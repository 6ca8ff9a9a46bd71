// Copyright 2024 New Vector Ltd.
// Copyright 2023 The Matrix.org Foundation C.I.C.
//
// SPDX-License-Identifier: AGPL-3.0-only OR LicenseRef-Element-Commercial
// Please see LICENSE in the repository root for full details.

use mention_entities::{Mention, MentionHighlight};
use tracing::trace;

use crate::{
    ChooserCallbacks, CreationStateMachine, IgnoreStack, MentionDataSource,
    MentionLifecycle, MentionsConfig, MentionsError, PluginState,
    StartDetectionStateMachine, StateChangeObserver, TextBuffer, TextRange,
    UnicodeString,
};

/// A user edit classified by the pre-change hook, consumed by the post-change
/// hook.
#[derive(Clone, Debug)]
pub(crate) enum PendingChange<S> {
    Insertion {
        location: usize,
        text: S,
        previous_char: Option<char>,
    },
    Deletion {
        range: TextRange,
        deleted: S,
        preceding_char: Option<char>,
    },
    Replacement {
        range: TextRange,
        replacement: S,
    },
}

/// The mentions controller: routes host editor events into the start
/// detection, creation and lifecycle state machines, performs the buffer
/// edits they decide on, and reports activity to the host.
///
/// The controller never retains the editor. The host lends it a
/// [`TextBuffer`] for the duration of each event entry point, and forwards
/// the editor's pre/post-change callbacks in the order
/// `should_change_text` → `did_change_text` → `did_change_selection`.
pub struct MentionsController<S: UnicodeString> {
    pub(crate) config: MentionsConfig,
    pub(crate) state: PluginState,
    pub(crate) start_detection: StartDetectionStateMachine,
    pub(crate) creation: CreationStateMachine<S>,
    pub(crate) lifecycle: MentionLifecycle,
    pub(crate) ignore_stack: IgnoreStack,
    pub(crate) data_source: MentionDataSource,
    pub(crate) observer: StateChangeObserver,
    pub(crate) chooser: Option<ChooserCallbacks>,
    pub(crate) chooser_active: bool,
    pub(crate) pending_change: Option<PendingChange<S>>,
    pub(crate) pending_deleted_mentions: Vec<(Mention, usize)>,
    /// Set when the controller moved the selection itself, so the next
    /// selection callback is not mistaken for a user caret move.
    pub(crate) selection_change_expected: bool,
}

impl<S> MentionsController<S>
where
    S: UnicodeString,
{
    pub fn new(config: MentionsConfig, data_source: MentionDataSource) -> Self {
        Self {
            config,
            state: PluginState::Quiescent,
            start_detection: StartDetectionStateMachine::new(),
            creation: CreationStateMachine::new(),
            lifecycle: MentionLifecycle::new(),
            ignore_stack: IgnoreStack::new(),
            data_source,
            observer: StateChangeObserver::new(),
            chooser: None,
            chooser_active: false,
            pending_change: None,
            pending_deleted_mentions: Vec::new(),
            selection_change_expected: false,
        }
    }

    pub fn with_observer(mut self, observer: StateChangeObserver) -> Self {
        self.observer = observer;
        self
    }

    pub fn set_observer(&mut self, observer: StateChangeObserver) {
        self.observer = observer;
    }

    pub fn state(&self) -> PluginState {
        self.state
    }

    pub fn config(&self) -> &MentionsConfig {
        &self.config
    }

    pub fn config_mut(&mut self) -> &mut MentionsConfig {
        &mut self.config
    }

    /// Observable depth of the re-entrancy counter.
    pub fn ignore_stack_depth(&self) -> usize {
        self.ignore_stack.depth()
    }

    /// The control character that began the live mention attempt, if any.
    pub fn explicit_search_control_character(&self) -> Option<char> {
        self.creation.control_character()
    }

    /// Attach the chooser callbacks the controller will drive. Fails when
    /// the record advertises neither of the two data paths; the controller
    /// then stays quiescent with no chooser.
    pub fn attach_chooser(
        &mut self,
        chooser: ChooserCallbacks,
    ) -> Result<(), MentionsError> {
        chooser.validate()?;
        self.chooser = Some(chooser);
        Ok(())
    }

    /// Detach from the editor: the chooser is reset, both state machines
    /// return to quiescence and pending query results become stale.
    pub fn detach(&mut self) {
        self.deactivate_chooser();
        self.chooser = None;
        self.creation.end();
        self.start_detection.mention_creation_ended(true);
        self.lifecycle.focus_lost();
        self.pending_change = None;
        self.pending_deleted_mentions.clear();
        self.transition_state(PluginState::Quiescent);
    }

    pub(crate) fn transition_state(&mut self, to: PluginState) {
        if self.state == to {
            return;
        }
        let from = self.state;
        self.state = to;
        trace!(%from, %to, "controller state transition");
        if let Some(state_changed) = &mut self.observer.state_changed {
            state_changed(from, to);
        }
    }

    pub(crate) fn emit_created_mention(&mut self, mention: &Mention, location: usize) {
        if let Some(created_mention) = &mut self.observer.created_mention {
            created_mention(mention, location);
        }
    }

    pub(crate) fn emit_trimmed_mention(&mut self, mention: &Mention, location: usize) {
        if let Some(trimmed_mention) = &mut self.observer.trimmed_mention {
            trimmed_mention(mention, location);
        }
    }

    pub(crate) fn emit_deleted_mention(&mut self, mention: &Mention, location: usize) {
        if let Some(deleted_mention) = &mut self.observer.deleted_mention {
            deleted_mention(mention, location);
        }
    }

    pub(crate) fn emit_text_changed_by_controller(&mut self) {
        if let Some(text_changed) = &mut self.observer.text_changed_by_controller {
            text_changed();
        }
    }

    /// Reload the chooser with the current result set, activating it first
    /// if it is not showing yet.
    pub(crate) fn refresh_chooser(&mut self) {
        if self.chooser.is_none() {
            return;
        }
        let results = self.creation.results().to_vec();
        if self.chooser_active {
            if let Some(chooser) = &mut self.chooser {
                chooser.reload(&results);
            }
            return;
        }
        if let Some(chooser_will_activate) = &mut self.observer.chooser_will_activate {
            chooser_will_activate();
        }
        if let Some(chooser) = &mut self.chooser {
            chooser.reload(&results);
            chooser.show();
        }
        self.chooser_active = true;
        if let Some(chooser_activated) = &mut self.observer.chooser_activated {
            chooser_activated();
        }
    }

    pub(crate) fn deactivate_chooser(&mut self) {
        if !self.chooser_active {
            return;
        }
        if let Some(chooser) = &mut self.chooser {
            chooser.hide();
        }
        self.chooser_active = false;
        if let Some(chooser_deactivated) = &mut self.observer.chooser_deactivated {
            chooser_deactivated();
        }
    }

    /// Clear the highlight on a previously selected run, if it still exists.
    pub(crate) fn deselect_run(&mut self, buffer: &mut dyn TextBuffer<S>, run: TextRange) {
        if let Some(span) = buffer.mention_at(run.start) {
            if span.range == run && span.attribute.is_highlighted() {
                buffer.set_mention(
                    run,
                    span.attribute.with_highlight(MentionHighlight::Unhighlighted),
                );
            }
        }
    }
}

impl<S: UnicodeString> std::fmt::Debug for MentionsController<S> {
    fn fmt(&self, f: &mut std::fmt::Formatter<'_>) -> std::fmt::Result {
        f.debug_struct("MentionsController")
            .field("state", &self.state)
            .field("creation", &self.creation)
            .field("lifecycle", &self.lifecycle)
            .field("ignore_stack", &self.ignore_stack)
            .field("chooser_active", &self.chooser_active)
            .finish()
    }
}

----------

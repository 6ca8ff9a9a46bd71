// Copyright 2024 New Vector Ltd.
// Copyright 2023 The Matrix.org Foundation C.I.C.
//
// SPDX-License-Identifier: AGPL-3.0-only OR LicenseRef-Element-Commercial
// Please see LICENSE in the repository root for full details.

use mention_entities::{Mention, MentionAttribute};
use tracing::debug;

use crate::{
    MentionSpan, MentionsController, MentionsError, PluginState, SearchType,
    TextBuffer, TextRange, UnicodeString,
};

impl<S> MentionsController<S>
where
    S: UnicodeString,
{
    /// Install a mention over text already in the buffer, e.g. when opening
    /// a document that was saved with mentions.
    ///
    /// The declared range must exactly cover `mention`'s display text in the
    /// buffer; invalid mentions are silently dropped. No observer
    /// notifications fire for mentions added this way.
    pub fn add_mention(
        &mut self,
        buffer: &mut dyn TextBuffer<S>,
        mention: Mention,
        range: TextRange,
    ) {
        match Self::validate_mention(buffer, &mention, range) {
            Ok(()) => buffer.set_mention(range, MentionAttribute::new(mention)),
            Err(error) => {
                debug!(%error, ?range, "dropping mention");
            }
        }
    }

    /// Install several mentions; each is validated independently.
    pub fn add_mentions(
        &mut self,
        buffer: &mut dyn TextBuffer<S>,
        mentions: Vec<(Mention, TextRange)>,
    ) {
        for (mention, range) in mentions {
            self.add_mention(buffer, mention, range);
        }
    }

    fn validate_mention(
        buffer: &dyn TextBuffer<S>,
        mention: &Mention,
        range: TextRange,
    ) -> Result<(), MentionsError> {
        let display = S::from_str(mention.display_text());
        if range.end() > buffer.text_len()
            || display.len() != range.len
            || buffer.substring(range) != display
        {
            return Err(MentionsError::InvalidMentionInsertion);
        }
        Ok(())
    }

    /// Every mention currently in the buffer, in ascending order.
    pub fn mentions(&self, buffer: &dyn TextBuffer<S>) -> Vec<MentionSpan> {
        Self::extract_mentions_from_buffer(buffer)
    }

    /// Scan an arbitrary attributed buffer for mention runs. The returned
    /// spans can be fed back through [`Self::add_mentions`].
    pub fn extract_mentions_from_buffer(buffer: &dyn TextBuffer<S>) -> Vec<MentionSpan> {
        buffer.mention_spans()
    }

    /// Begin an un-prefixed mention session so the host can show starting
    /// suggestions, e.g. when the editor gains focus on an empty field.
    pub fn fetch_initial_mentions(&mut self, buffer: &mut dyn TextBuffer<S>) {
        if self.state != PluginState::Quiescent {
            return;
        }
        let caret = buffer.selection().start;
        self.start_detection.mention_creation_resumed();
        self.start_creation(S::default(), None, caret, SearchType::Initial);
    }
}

----------

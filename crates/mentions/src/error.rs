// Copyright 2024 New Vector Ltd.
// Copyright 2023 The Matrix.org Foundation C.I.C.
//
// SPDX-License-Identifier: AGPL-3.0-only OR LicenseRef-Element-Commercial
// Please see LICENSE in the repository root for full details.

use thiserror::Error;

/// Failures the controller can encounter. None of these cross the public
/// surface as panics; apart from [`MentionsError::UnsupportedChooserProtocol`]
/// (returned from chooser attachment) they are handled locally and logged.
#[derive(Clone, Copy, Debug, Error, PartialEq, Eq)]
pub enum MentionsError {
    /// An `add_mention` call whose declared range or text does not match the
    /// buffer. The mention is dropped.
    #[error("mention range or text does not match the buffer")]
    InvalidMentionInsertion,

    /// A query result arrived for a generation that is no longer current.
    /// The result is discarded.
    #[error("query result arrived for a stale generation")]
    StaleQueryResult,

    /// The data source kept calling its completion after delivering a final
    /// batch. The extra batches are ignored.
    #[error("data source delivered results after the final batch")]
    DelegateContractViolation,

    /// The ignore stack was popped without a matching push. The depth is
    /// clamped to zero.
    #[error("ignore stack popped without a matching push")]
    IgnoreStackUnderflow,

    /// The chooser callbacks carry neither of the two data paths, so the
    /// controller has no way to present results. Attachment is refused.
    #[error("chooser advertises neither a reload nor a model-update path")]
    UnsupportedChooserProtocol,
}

----------

- **What to work on**:
Copy each line containing the word "arrived" from the data.

- **Output**:
    /// A query result arrived for a generation that is no longer current.
    #[error("query result arrived for a stale generation")]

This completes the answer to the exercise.